The required result is a line count: how many lines in this data hold the word "configuration". Give only that.

>>>>>

//! Per-pin role and drive configuration.
//!
//! Every mutation returns a new [`PinConfigMap`]. Records are shared between
//! versions and never modified in place.

use std::collections::BTreeMap;
use std::fmt::{Display, Formatter};
use std::str::FromStr;
use std::sync::Arc;

use arcstr::ArcStr;
use log::debug;
use serde::{Deserialize, Serialize};

pub mod drive;

pub use drive::DriveDescriptor;

#[derive(Debug, Copy, Clone, Eq, PartialEq, Hash, Serialize, Deserialize)]
#[serde(rename_all = "lowercase")]
pub enum PinRole {
    Input,
    Output,
    Vdd,
    Vss,
}

impl PinRole {
    #[inline]
    pub fn is_supply(&self) -> bool {
        matches!(self, PinRole::Vdd | PinRole::Vss)
    }

    pub fn as_str(&self) -> &'static str {
        match self {
            PinRole::Input => "input",
            PinRole::Output => "output",
            PinRole::Vdd => "vdd",
            PinRole::Vss => "vss",
        }
    }
}

impl Display for PinRole {
    fn fmt(&self, f: &mut Formatter<'_>) -> std::fmt::Result {
        write!(f, "{}", self.as_str())
    }
}

impl FromStr for PinRole {
    type Err = String;

    fn from_str(s: &str) -> Result<Self, Self::Err> {
        match s.trim().to_ascii_lowercase().as_str() {
            "input" | "in" => Ok(PinRole::Input),
            "output" | "out" => Ok(PinRole::Output),
            "vdd" => Ok(PinRole::Vdd),
            "vss" | "gnd" => Ok(PinRole::Vss),
            _ => Err(format!("unknown pin role {s:?}")),
        }
    }
}

#[derive(Debug, Copy, Clone, Default, Eq, PartialEq, Hash, Serialize, Deserialize)]
#[serde(rename_all = "UPPERCASE")]
pub enum DriveKind {
    #[default]
    Dc,
    Pulse,
}

impl FromStr for DriveKind {
    type Err = String;

    fn from_str(s: &str) -> Result<Self, Self::Err> {
        match s.trim().to_ascii_uppercase().as_str() {
            "DC" => Ok(DriveKind::Dc),
            "PULSE" => Ok(DriveKind::Pulse),
            _ => Err(format!("unknown drive kind {s:?}")),
        }
    }
}

/// Per-pin drive parameter names.
#[derive(Debug, Copy, Clone, Eq, PartialEq, Hash, Ord, PartialOrd, Serialize, Deserialize)]
#[serde(rename_all = "lowercase")]
pub enum DriveParam {
    Dc,
    V1,
    V2,
    Td,
    Tr,
    Tf,
    Pw,
    Per,
}

impl DriveParam {
    pub fn as_str(&self) -> &'static str {
        match self {
            DriveParam::Dc => "dc",
            DriveParam::V1 => "v1",
            DriveParam::V2 => "v2",
            DriveParam::Td => "td",
            DriveParam::Tr => "tr",
            DriveParam::Tf => "tf",
            DriveParam::Pw => "pw",
            DriveParam::Per => "per",
        }
    }
}

impl FromStr for DriveParam {
    type Err = String;

    fn from_str(s: &str) -> Result<Self, Self::Err> {
        Ok(match s.trim().to_ascii_lowercase().as_str() {
            "dc" => DriveParam::Dc,
            "v1" => DriveParam::V1,
            "v2" => DriveParam::V2,
            "td" => DriveParam::Td,
            "tr" => DriveParam::Tr,
            "tf" => DriveParam::Tf,
            "pw" => DriveParam::Pw,
            "per" => DriveParam::Per,
            _ => return Err(format!("unknown drive parameter {s:?}")),
        })
    }
}

#[derive(Debug, Clone, Eq, PartialEq)]
pub struct PinConfig {
    pub role: PinRole,
    /// Only set for input pins.
    pub drive: Option<DriveKind>,
    pub params: BTreeMap<DriveParam, String>,
}

impl PinConfig {
    fn input(drive: DriveKind, params: BTreeMap<DriveParam, String>) -> Self {
        Self {
            role: PinRole::Input,
            drive: Some(drive),
            params,
        }
    }

    /// The per-pin override for `key`, if one was entered.
    pub fn param(&self, key: DriveParam) -> Option<&str> {
        self.params
            .get(&key)
            .map(|s| s.as_str())
            .filter(|s| !s.trim().is_empty())
    }
}

#[derive(Debug, Clone, Default, Eq, PartialEq)]
pub struct PinConfigMap {
    pins: BTreeMap<ArcStr, Arc<PinConfig>>,
}

impl PinConfigMap {
    pub fn new() -> Self {
        Self::default()
    }

    #[inline]
    pub fn get(&self, pin: &str) -> Option<&PinConfig> {
        self.pins.get(pin).map(|c| c.as_ref())
    }

    #[inline]
    pub fn is_empty(&self) -> bool {
        self.pins.is_empty()
    }

    pub fn iter(&self) -> impl Iterator<Item = (&ArcStr, &PinConfig)> {
        self.pins.iter().map(|(k, v)| (k, v.as_ref()))
    }

    fn with(&self, pin: &ArcStr, config: PinConfig) -> Self {
        let mut pins = self.pins.clone();
        pins.insert(pin.clone(), Arc::new(config));
        Self { pins }
    }

    #[must_use]
    pub fn set_role(&self, pin: impl Into<ArcStr>, role: PinRole) -> Self {
        let pin = pin.into();
        let config = match role {
            PinRole::Input => {
                let prev = self.get(&pin);
                PinConfig::input(
                    prev.and_then(|c| c.drive).unwrap_or_default(),
                    prev.map(|c| c.params.clone()).unwrap_or_default(),
                )
            }
            role => PinConfig {
                role,
                drive: None,
                params: BTreeMap::new(),
            },
        };
        self.with(&pin, config)
    }

    #[must_use]
    pub fn set_drive_kind(&self, pin: impl Into<ArcStr>, kind: DriveKind) -> Self {
        let pin = pin.into();
        match self.get(&pin) {
            None => self.with(&pin, PinConfig::input(kind, BTreeMap::new())),
            Some(c) if c.role == PinRole::Input => {
                self.with(&pin, PinConfig::input(kind, c.params.clone()))
            }
            Some(c) => {
                debug!("ignoring drive kind for {} pin {pin}", c.role);
                self.clone()
            }
        }
    }

    #[must_use]
    pub fn set_parameter(
        &self,
        pin: impl Into<ArcStr>,
        key: DriveParam,
        value: impl Into<String>,
    ) -> Self {
        let pin = pin.into();
        match self.get(&pin) {
            None => {
                let params = BTreeMap::from([(key, value.into())]);
                self.with(&pin, PinConfig::input(DriveKind::Dc, params))
            }
            Some(c) if c.role == PinRole::Input => {
                let mut params = c.params.clone();
                params.insert(key, value.into());
                self.with(&pin, PinConfig::input(c.drive.unwrap_or_default(), params))
            }
            Some(c) => {
                debug!("ignoring drive parameter {} for {} pin {pin}", key.as_str(), c.role);
                self.clone()
            }
        }
    }

    /// Configured pins holding `role`, in `pin_order`.
    fn pins_with_role<'a>(
        &'a self,
        pin_order: &'a [ArcStr],
        role: PinRole,
    ) -> impl Iterator<Item = &'a ArcStr> + 'a {
        pin_order
            .iter()
            .filter(move |p| self.get(p).map(|c| c.role) == Some(role))
    }

    /// Derives supply, output and input pins.
    ///
    /// Pins are scanned in `pin_order`; when several pins claim vdd or vss the
    /// first one wins. [`PinConfigMap::role_conflicts`] reports such cases.
    pub fn classify_roles(&self, pin_order: &[ArcStr]) -> RoleClassification {
        let vdd = self
            .pins_with_role(pin_order, PinRole::Vdd)
            .next()
            .cloned()
            .unwrap_or_else(|| arcstr::literal!("VDD"));
        let vss = self
            .pins_with_role(pin_order, PinRole::Vss)
            .next()
            .cloned()
            .unwrap_or_else(|| arcstr::literal!("0"));
        let mut outputs = self
            .pins_with_role(pin_order, PinRole::Output)
            .cloned()
            .collect::<Vec<_>>();
        if outputs.is_empty() {
            let fallback = pin_order
                .iter()
                .find(|p| **p != vdd && **p != vss)
                .cloned()
                .unwrap_or_else(|| arcstr::literal!("Y"));
            outputs.push(fallback);
        }
        let inputs = self
            .pins_with_role(pin_order, PinRole::Input)
            .cloned()
            .collect();

        RoleClassification {
            vdd,
            vss,
            outputs,
            inputs,
        }
    }

    /// Supply roles claimed by more than one pin.
    pub fn role_conflicts(&self, pin_order: &[ArcStr]) -> Vec<RoleConflict> {
        [PinRole::Vdd, PinRole::Vss]
            .into_iter()
            .filter_map(|role| {
                let pins = self.pins_with_role(pin_order, role).cloned().collect::<Vec<_>>();
                (pins.len() > 1).then_some(RoleConflict { role, pins })
            })
            .collect()
    }
}

#[derive(Debug, Clone, Eq, PartialEq)]
pub struct RoleConflict {
    pub role: PinRole,
    /// All claiming pins; the first is the one used.
    pub pins: Vec<ArcStr>,
}

impl Display for RoleConflict {
    fn fmt(&self, f: &mut Formatter<'_>) -> std::fmt::Result {
        let pins = self.pins.iter().map(|p| p.as_str()).collect::<Vec<_>>();
        write!(
            f,
            "pins {} are all marked {}; using {}",
            pins.join(", "),
            self.role,
            pins[0]
        )
    }
}

#[derive(Debug, Clone, Eq, PartialEq, Serialize)]
pub struct RoleClassification {
    pub vdd: ArcStr,
    pub vss: ArcStr,
    pub outputs: Vec<ArcStr>,
    pub inputs: Vec<ArcStr>,
}
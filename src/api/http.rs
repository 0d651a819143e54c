use std::time::Duration;

use log::debug;
use reqwest::blocking::Client;
use reqwest::StatusCode;
use serde::de::DeserializeOwned;
use serde::Serialize;
use serde_json::Value;
use url::Url;

use super::{
    AnalyzeRequest, AnalyzeResponse, AuthApi, HealthResponse, LegacySimulateRequest,
    SimulationBackend, TokenResponse, UploadedSimulateRequest,
};
use crate::config::Timeouts;
use crate::error::{Error, Result};
use crate::request::CancelToken;
use crate::waveform::SimulationResult;

/// Blocking JSON client for the simulation and authentication services.
///
/// Cookies set by the server are retained for the lifetime of the client.
pub struct HttpClient {
    base: Url,
    client: Client,
    timeouts: Timeouts,
}

impl HttpClient {
    pub fn new(base_url: &str, timeouts: Timeouts) -> Result<Self> {
        let base = Url::parse(base_url)?;
        let client = Client::builder()
            .cookie_store(true)
            .user_agent(concat!("spicewave/", env!("CARGO_PKG_VERSION")))
            .build()?;
        Ok(Self {
            base,
            client,
            timeouts,
        })
    }

    #[inline]
    pub fn base_url(&self) -> &Url {
        &self.base
    }

    pub fn endpoint(&self, path: &str) -> Result<Url> {
        endpoint(&self.base, path)
    }

    fn post<B, R>(&self, path: &str, body: &B, timeout: Duration) -> Result<R>
    where
        B: Serialize + ?Sized,
        R: DeserializeOwned,
    {
        let url = self.endpoint(path)?;
        debug!("POST {url}");
        let res = self
            .client
            .post(url)
            .json(body)
            .timeout(timeout)
            .send()?;
        decode(res)
    }

    fn simulate_with<B>(
        &self,
        path: &str,
        body: &B,
        timeout: Duration,
        cancel: &CancelToken,
    ) -> Result<SimulationResult>
    where
        B: Serialize + ?Sized,
    {
        if cancel.is_cancelled() {
            return Err(Error::Cancelled);
        }
        let res: SimulationResult = self.post(path, body, timeout)?;
        if cancel.is_cancelled() {
            return Err(Error::Cancelled);
        }
        res.validate()?;
        Ok(res)
    }
}

/// Joins `path` onto `base`, keeping any path prefix `base` already has.
pub(crate) fn endpoint(base: &Url, path: &str) -> Result<Url> {
    let joined = format!(
        "{}/{}",
        base.as_str().trim_end_matches('/'),
        path.trim_start_matches('/')
    );
    Ok(Url::parse(&joined)?)
}

fn decode<R: DeserializeOwned>(res: reqwest::blocking::Response) -> Result<R> {
    let status = res.status();
    let text = res.text()?;
    if !status.is_success() {
        return Err(status_error(status, &text));
    }
    serde_json::from_str(&text).map_err(|e| Error::MalformedResponse(e.to_string()))
}

/// Maps a failed response to an error, extracting the server's message.
pub(crate) fn status_error(status: StatusCode, body: &str) -> Error {
    let message = serde_json::from_str::<Value>(body).ok().and_then(|v| {
        ["msg", "error", "detail"]
            .iter()
            .find_map(|k| v.get(k).and_then(Value::as_str).map(str::to_string))
    });
    if status == StatusCode::UNAUTHORIZED {
        Error::Unauthorized { message }
    } else {
        Error::Backend {
            status: status.as_u16(),
            message,
        }
    }
}

impl SimulationBackend for HttpClient {
    fn analyze(&self, req: &AnalyzeRequest) -> Result<AnalyzeResponse> {
        self.post("analyze", req, self.timeouts.analyze())
    }

    fn simulate_uploaded(
        &self,
        req: &UploadedSimulateRequest,
        cancel: &CancelToken,
    ) -> Result<SimulationResult> {
        self.simulate_with("simulate_uploaded", req, self.timeouts.simulate(), cancel)
    }

    fn simulate(
        &self,
        req: &LegacySimulateRequest,
        cancel: &CancelToken,
    ) -> Result<SimulationResult> {
        self.simulate_with("simulate", req, self.timeouts.legacy(), cancel)
    }

    fn health(&self) -> Result<HealthResponse> {
        let url = self.endpoint("health")?;
        debug!("GET {url}");
        let res = self
            .client
            .get(url)
            .timeout(self.timeouts.verify())
            .send()?;
        decode(res)
    }
}

impl AuthApi for HttpClient {
    fn verify_token(&self, token: &str) -> Result<TokenResponse> {
        self.post(
            "auth/verify-token",
            &serde_json::json!({ "token": token }),
            self.timeouts.verify(),
        )
    }

    fn refresh(&self) -> Result<TokenResponse> {
        self.post(
            "auth/refresh",
            &serde_json::json!({}),
            self.timeouts.verify(),
        )
    }
}
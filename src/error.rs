use arcstr::ArcStr;
use thiserror::Error;

use crate::params::ParamKey;

#[derive(Debug, Error)]
pub enum Error {
    #[error("io error: {0}")]
    Io(#[from] std::io::Error),

    #[error("error serializing/deserializing JSON: {0}")]
    Json(#[from] serde_json::Error),

    #[error("error parsing configuration: {0}")]
    Toml(#[from] toml::de::Error),

    #[error("invalid url: {0}")]
    Url(#[from] url::ParseError),

    #[error("network error: {0}")]
    Network(#[from] reqwest::Error),

    /// The backend answered with HTTP 401.
    #[error("unauthorized: {}", .message.as_deref().unwrap_or("credential rejected"))]
    Unauthorized { message: Option<String> },

    #[error("backend returned status {status}: {}", .message.as_deref().unwrap_or("no details"))]
    Backend { status: u16, message: Option<String> },

    #[error("malformed response: {0}")]
    MalformedResponse(String),

    #[error("invalid value {value:?} for {key}: {reason}")]
    InvalidParameter {
        key: String,
        value: String,
        reason: &'static str,
    },

    #[error("pin {0} is not part of the chosen subcircuit")]
    UnknownPin(ArcStr),

    #[error("no subcircuit named {0}")]
    UnknownSubckt(String),

    #[error("no subcircuit has been chosen")]
    NoSubcktChosen,

    #[error("no pulse preset named {0}")]
    UnknownPreset(String),

    #[error("no simulation backend configured")]
    NotConfigured,

    #[error("request was cancelled")]
    Cancelled,

    #[error("error plotting waveforms: {0}")]
    Plot(String),
}

impl Error {
    pub(crate) fn invalid_param(key: ParamKey, value: &str, reason: &'static str) -> Self {
        Self::InvalidParameter {
            key: key.as_str().to_string(),
            value: value.to_string(),
            reason,
        }
    }

    /// Message suitable for showing to a user, preferring the server-supplied text.
    pub fn server_message(&self) -> Option<&str> {
        match self {
            Self::Unauthorized { message } | Self::Backend { message, .. } => message.as_deref(),
            _ => None,
        }
    }

    #[inline]
    pub fn is_unauthorized(&self) -> bool {
        matches!(self, Self::Unauthorized { .. })
    }
}

pub type Result<T> = std::result::Result<T, Error>;
//! Application state: tabs, models, replacement rules and backup snapshots

use std::collections::HashMap;

use serde::{Deserialize, Serialize};
use uuid::Uuid;

use crate::core::error::{CoreError, Result};

/// Maximum number of snapshots kept in the backup history.
pub const MAX_HISTORY_ITEMS: usize = 5;

/// A find/replace rule driving auto-substitution.
///
/// `find` is matched case-sensitively against the text before the cursor.
/// Duplicate `find` values are allowed; the first rule in list order wins.
#[derive(Debug, Clone, Default, PartialEq, Eq, Serialize, Deserialize)]
pub struct Rule {
    /// Typed shortcut, e.g. `*id`
    pub find: String,
    /// Expansion text, e.g. `Identidade`
    pub replace: String,
}

impl Rule {
    /// Create a new rule
    pub fn new(find: impl Into<String>, replace: impl Into<String>) -> Self {
        Self {
            find: find.into(),
            replace: replace.into(),
        }
    }

    /// Whether this rule can ever fire. A rule edited down to an empty
    /// shortcut is kept in the list but never matches.
    pub fn is_active(&self) -> bool {
        !self.find.is_empty()
    }
}

/// A folder grouping text models in the sidebar
#[derive(Debug, Clone, PartialEq, Eq, Serialize, Deserialize)]
pub struct Tab {
    pub id: Uuid,
    pub name: String,
    /// Optional accent color (hex string picked by the UI)
    pub color: Option<String>,
}

/// A reusable text template, optionally containing `{{variable}}` placeholders
#[derive(Debug, Clone, PartialEq, Eq, Serialize, Deserialize)]
pub struct Model {
    pub id: Uuid,
    pub name: String,
    pub content: String,
    /// Tab this model lives under; `None` for unfiled models
    pub tab_id: Option<Uuid>,
}

/// A timestamped, structurally independent copy of the application state.
///
/// `data` is the serialized form of the state at capture time with its own
/// `backup_history` cleared, so snapshots never nest earlier snapshots.
#[derive(Debug, Clone, PartialEq, Serialize, Deserialize)]
pub struct Snapshot {
    /// ISO-8601 capture instant
    pub timestamp: String,
    /// Serialized [`AppState`]
    pub data: serde_json::Value,
}

impl Snapshot {
    /// Capture the given state into a new snapshot.
    pub fn capture(state: &AppState, timestamp: String) -> Self {
        let mut copy = state.clone();
        copy.backup_history.clear();
        let data = serde_json::to_value(&copy)
            .expect("application state always serializes to JSON");
        Self { timestamp, data }
    }

    /// Materialize the snapshot back into application state.
    ///
    /// Fails with [`CoreError::CorruptData`] if the stored data no longer
    /// parses into a structurally valid state.
    pub fn restore(&self) -> Result<AppState> {
        serde_json::from_value(self.data.clone())
            .map_err(|e| CoreError::corrupt(e.to_string()))
    }
}

/// The single root aggregate owned by the [`Store`](crate::store::Store).
///
/// All mutation goes through `Store::modify`; everything else holds this
/// read-only.
#[derive(Debug, Clone, PartialEq, Serialize, Deserialize)]
pub struct AppState {
    /// Folders, in presentation order
    pub tabs: Vec<Tab>,
    /// Text models, in presentation order
    pub models: Vec<Model>,
    /// Auto-replacement rules, in match-priority order
    pub replacements: Vec<Rule>,
    /// Remembered placeholder values per model
    #[serde(default)]
    pub variable_memory: HashMap<Uuid, HashMap<String, String>>,
    /// When the state was last captured into the backup history
    #[serde(default)]
    pub last_backup_timestamp: Option<String>,
    /// Historical snapshots, most recent first
    #[serde(default)]
    pub backup_history: Vec<Snapshot>,
}

impl Default for AppState {
    fn default() -> Self {
        Self {
            tabs: Vec::new(),
            models: Vec::new(),
            replacements: Vec::new(),
            variable_memory: HashMap::new(),
            last_backup_timestamp: None,
            backup_history: Vec::new(),
        }
    }
}

impl AppState {
    // --- replacement rules ---

    /// Insert an empty rule at the head of the list so the UI can edit it
    /// in place.
    pub fn add_rule(&mut self) {
        self.replacements.insert(0, Rule::default());
    }

    /// Overwrite the rule at `index` with trimmed values.
    ///
    /// A rule trimmed down to an empty `find` is retained but inert (it
    /// never matches). Returns `false` if the index is out of range.
    pub fn update_rule(&mut self, index: usize, find: &str, replace: &str) -> bool {
        match self.replacements.get_mut(index) {
            Some(rule) => {
                rule.find = find.trim().to_string();
                rule.replace = replace.trim().to_string();
                true
            }
            None => false,
        }
    }

    /// Remove the rule at `index`. Returns `false` if out of range.
    pub fn delete_rule(&mut self, index: usize) -> bool {
        if index < self.replacements.len() {
            self.replacements.remove(index);
            true
        } else {
            false
        }
    }

    // --- tabs ---

    /// Append a new tab and return its id.
    pub fn add_tab(&mut self, name: impl Into<String>) -> Uuid {
        let tab = Tab {
            id: Uuid::new_v4(),
            name: name.into(),
            color: None,
        };
        let id = tab.id;
        self.tabs.push(tab);
        id
    }

    /// Rename an existing tab. Returns `false` if the id is unknown.
    pub fn rename_tab(&mut self, id: Uuid, name: impl Into<String>) -> bool {
        match self.tabs.iter_mut().find(|t| t.id == id) {
            Some(tab) => {
                tab.name = name.into();
                true
            }
            None => false,
        }
    }

    /// Delete a tab, detaching its models instead of deleting them.
    pub fn delete_tab(&mut self, id: Uuid) -> bool {
        let before = self.tabs.len();
        self.tabs.retain(|t| t.id != id);
        if self.tabs.len() == before {
            return false;
        }
        for model in self.models.iter_mut().filter(|m| m.tab_id == Some(id)) {
            model.tab_id = None;
        }
        true
    }

    // --- models ---

    /// Append a new model and return its id.
    pub fn add_model(
        &mut self,
        name: impl Into<String>,
        content: impl Into<String>,
        tab_id: Option<Uuid>,
    ) -> Uuid {
        let model = Model {
            id: Uuid::new_v4(),
            name: name.into(),
            content: content.into(),
            tab_id,
        };
        let id = model.id;
        self.models.push(model);
        id
    }

    /// Update a model's name and content. Returns `false` if the id is unknown.
    pub fn update_model(&mut self, id: Uuid, name: &str, content: &str) -> bool {
        match self.models.iter_mut().find(|m| m.id == id) {
            Some(model) => {
                model.name = name.to_string();
                model.content = content.to_string();
                true
            }
            None => false,
        }
    }

    /// Move a model to another tab (or unfile it with `None`).
    pub fn move_model(&mut self, id: Uuid, tab_id: Option<Uuid>) -> bool {
        match self.models.iter_mut().find(|m| m.id == id) {
            Some(model) => {
                model.tab_id = tab_id;
                true
            }
            None => false,
        }
    }

    /// Delete a model along with its remembered placeholder values.
    pub fn delete_model(&mut self, id: Uuid) -> bool {
        let before = self.models.len();
        self.models.retain(|m| m.id != id);
        self.variable_memory.remove(&id);
        self.models.len() != before
    }

    /// Merge filled-in placeholder values for a model so the next insertion
    /// pre-fills them.
    pub fn remember_variables(&mut self, model_id: Uuid, values: HashMap<String, String>) {
        self.variable_memory
            .entry(model_id)
            .or_default()
            .extend(values);
    }

    /// Look up a model by id.
    pub fn model(&self, id: Uuid) -> Option<&Model> {
        self.models.iter().find(|m| m.id == id)
    }

    /// Look up a tab by id.
    pub fn tab(&self, id: Uuid) -> Option<&Tab> {
        self.tabs.iter().find(|t| t.id == id)
    }
}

<<<<<

■ Completed exercise: 2